▸ **Directions**
Reproduce all of the data word for word.

Stored data:
━━━━

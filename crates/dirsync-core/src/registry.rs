//! Subscription handle to watched-path registry.
//!
//! Owned by the dispatcher and passed by `&mut` to whoever needs it; there
//! is no process-wide table. A directory is registered at most once.

use std::collections::HashMap;
use std::hash::Hash;
use std::path::{Path, PathBuf};

use thiserror::Error;

#[derive(Error, Debug, PartialEq, Eq)]
pub enum RegistryError {
    #[error("watch limit of {limit} reached, cannot watch {path}")]
    Full { limit: usize, path: PathBuf },
    #[error("{path} is already watched")]
    AlreadyWatched { path: PathBuf },
}

/// Bidirectional `handle <-> path` map with an optional capacity bound.
#[derive(Debug)]
pub struct SubscriptionRegistry<H> {
    by_handle: HashMap<H, PathBuf>,
    by_path: HashMap<PathBuf, H>,
    limit: Option<usize>,
}

impl<H> Default for SubscriptionRegistry<H> {
    fn default() -> Self {
        Self {
            by_handle: HashMap::new(),
            by_path: HashMap::new(),
            limit: None,
        }
    }
}

impl<H: Clone + Eq + Hash> SubscriptionRegistry<H> {
    /// Unbounded registry
    pub fn new() -> Self {
        Self::default()
    }

    /// Registry refusing entries beyond `limit` (`None` = unbounded)
    pub fn with_limit(limit: Option<usize>) -> Self {
        Self {
            limit,
            ..Self::default()
        }
    }

    /// Check that `path` can be added, without adding it.
    pub fn check_capacity(&self, path: &Path) -> Result<(), RegistryError> {
        if self.by_path.contains_key(path) {
            return Err(RegistryError::AlreadyWatched {
                path: path.to_path_buf(),
            });
        }
        match self.limit {
            Some(limit) if self.by_handle.len() >= limit => Err(RegistryError::Full {
                limit,
                path: path.to_path_buf(),
            }),
            _ => Ok(()),
        }
    }

    pub fn add(&mut self, handle: H, path: PathBuf) -> Result<(), RegistryError> {
        self.check_capacity(&path)?;
        // A reused handle now points somewhere else
        if let Some(old) = self.by_handle.remove(&handle) {
            self.by_path.remove(&old);
        }
        self.by_path.insert(path.clone(), handle.clone());
        self.by_handle.insert(handle, path);
        Ok(())
    }

    pub fn path_of(&self, handle: &H) -> Option<&Path> {
        self.by_handle.get(handle).map(PathBuf::as_path)
    }

    pub fn handle_of(&self, path: &Path) -> Option<&H> {
        self.by_path.get(path)
    }

    pub fn is_watched(&self, path: &Path) -> bool {
        self.by_path.contains_key(path)
    }

    /// Drop exactly one entry, returning the path it watched.
    pub fn remove(&mut self, handle: &H) -> Option<PathBuf> {
        let path = self.by_handle.remove(handle)?;
        self.by_path.remove(&path);
        Some(path)
    }

    /// Drop every entry at or below `root`, returning their handles.
    pub fn remove_subtree(&mut self, root: &Path) -> Vec<H> {
        let doomed: Vec<PathBuf> = self
            .by_path
            .keys()
            .filter(|p| p.starts_with(root))
            .cloned()
            .collect();

        doomed
            .into_iter()
            .filter_map(|path| {
                let handle = self.by_path.remove(&path)?;
                self.by_handle.remove(&handle);
                Some(handle)
            })
            .collect()
    }

    pub fn len(&self) -> usize {
        self.by_handle.len()
    }

    pub fn is_empty(&self) -> bool {
        self.by_handle.is_empty()
    }

    pub fn paths(&self) -> impl Iterator<Item = &Path> {
        self.by_path.keys().map(PathBuf::as_path)
    }
}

━━━━

▸ **Output of the exercise**
filename crates/dirsync-core/src/registry.rs
//! Subscription handle to watched-path registry.
//!
//! Owned by the dispatcher and passed by `&mut` to whoever needs it; there
//! is no process-wide table. A directory is registered at most once.

use std::collections::HashMap;
use std::hash::Hash;
use std::path::{Path, PathBuf};

use thiserror::Error;

#[derive(Error, Debug, PartialEq, Eq)]
pub enum RegistryError {
    #[error("watch limit of {limit} reached, cannot watch {path}")]
    Full { limit: usize, path: PathBuf },
    #[error("{path} is already watched")]
    AlreadyWatched { path: PathBuf },
}

/// Bidirectional `handle <-> path` map with an optional capacity bound.
#[derive(Debug)]
pub struct SubscriptionRegistry<H> {
    by_handle: HashMap<H, PathBuf>,
    by_path: HashMap<PathBuf, H>,
    limit: Option<usize>,
}

impl<H> Default for SubscriptionRegistry<H> {
    fn default() -> Self {
        Self {
            by_handle: HashMap::new(),
            by_path: HashMap::new(),
            limit: None,
        }
    }
}

impl<H: Clone + Eq + Hash> SubscriptionRegistry<H> {
    /// Unbounded registry
    pub fn new() -> Self {
        Self::default()
    }

    /// Registry refusing entries beyond `limit` (`None` = unbounded)
    pub fn with_limit(limit: Option<usize>) -> Self {
        Self {
            limit,
            ..Self::default()
        }
    }

    /// Check that `path` can be added, without adding it.
    pub fn check_capacity(&self, path: &Path) -> Result<(), RegistryError> {
        if self.by_path.contains_key(path) {
            return Err(RegistryError::AlreadyWatched {
                path: path.to_path_buf(),
            });
        }
        match self.limit {
            Some(limit) if self.by_handle.len() >= limit => Err(RegistryError::Full {
                limit,
                path: path.to_path_buf(),
            }),
            _ => Ok(()),
        }
    }

    pub fn add(&mut self, handle: H, path: PathBuf) -> Result<(), RegistryError> {
        self.check_capacity(&path)?;
        // A reused handle now points somewhere else
        if let Some(old) = self.by_handle.remove(&handle) {
            self.by_path.remove(&old);
        }
        self.by_path.insert(path.clone(), handle.clone());
        self.by_handle.insert(handle, path);
        Ok(())
    }

    pub fn path_of(&self, handle: &H) -> Option<&Path> {
        self.by_handle.get(handle).map(PathBuf::as_path)
    }

    pub fn handle_of(&self, path: &Path) -> Option<&H> {
        self.by_path.get(path)
    }

    pub fn is_watched(&self, path: &Path) -> bool {
        self.by_path.contains_key(path)
    }

    /// Drop exactly one entry, returning the path it watched.
    pub fn remove(&mut self, handle: &H) -> Option<PathBuf> {
        let path = self.by_handle.remove(handle)?;
        self.by_path.remove(&path);
        Some(path)
    }

    /// Drop every entry at or below `root`, returning their handles.
    pub fn remove_subtree(&mut self, root: &Path) -> Vec<H> {
        let doomed: Vec<PathBuf> = self
            .by_path
            .keys()
            .filter(|p| p.starts_with(root))
            .cloned()
            .collect();

        doomed
            .into_iter()
            .filter_map(|path| {
                let handle = self.by_path.remove(&path)?;
                self.by_handle.remove(&handle);
                Some(handle)
            })
            .collect()
    }

    pub fn len(&self) -> usize {
        self.by_handle.len()
    }

    pub fn is_empty(&self) -> bool {
        self.by_handle.is_empty()
    }

    pub fn paths(&self) -> impl Iterator<Item = &Path> {
        self.by_path.keys().map(PathBuf::as_path)
    }
}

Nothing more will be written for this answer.